#### DATA UNDER STUDY ####
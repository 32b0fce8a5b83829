use clap::{Parser, Subcommand};
use colored::Colorize;
use rk_core::config::settings::load_settings;
use rk_core::ConfigLoader;
use std::path::PathBuf;

#[derive(Parser)]
#[command(name = "garden-config", version, about = "Load and inspect garden.yml resources")]
struct Cli {
    /// Loader settings file (TOML). Defaults are used when omitted.
    #[arg(long, global = true)]
    settings: Option<PathBuf>,

    #[command(subcommand)]
    command: Commands,
}

#[derive(Subcommand)]
enum Commands {
    /// Find the project enclosing a directory and print it as JSON
    Find {
        #[arg(default_value = ".")]
        path: PathBuf,

        /// Keep searching upward past directories whose config is invalid
        #[arg(long)]
        allow_invalid: bool,
    },

    /// Load every resource declared in a directory's config file and print them as JSON
    Load {
        #[arg(default_value = ".")]
        path: PathBuf,

        /// Project root used for relative paths in errors. Defaults to the
        /// enclosing project, or the directory itself.
        #[arg(long)]
        project_root: Option<PathBuf>,
    },
}

#[tokio::main]
async fn main() -> color_eyre::Result<()> {
    color_eyre::install()?;

    tracing_subscriber::fmt()
        .with_writer(std::io::stderr)
        .with_env_filter(tracing_subscriber::EnvFilter::from_default_env())
        .try_init()
        .ok();

    let cli = Cli::parse();

    let loader = match &cli.settings {
        Some(path) => ConfigLoader::new(load_settings(path).await?),
        None => ConfigLoader::default(),
    };

    match cli.command {
        Commands::Find {
            path,
            allow_invalid,
        } => match loader.find_project_config(&path, allow_invalid).await? {
            Some(project) => println!("{}", serde_json::to_string_pretty(&project)?),
            None => {
                eprintln!(
                    "{} no project config found above {}",
                    "warning:".yellow().bold(),
                    path.display()
                );
                std::process::exit(1);
            }
        },
        Commands::Load { path, project_root } => {
            let project_root = match project_root {
                Some(root) => root,
                None => loader
                    .find_project_config(&path, true)
                    .await?
                    .map(|project| project.path)
                    .unwrap_or_else(|| path.clone()),
            };

            let resources = loader.load_config(&project_root, &path).await?;
            tracing::debug!(count = resources.len(), "loaded resources");
            println!("{}", serde_json::to_string_pretty(&resources)?);
        }
    }

    Ok(())
}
####
PROBLEM TO SOLVE: Scan the entries above and show each line that contains the word "match".

SOLUTION TO THE EXERCISE:
    let loader = match &cli.settings {
    match cli.command {
        } => match loader.find_project_config(&path, allow_invalid).await? {
            let project_root = match project_root {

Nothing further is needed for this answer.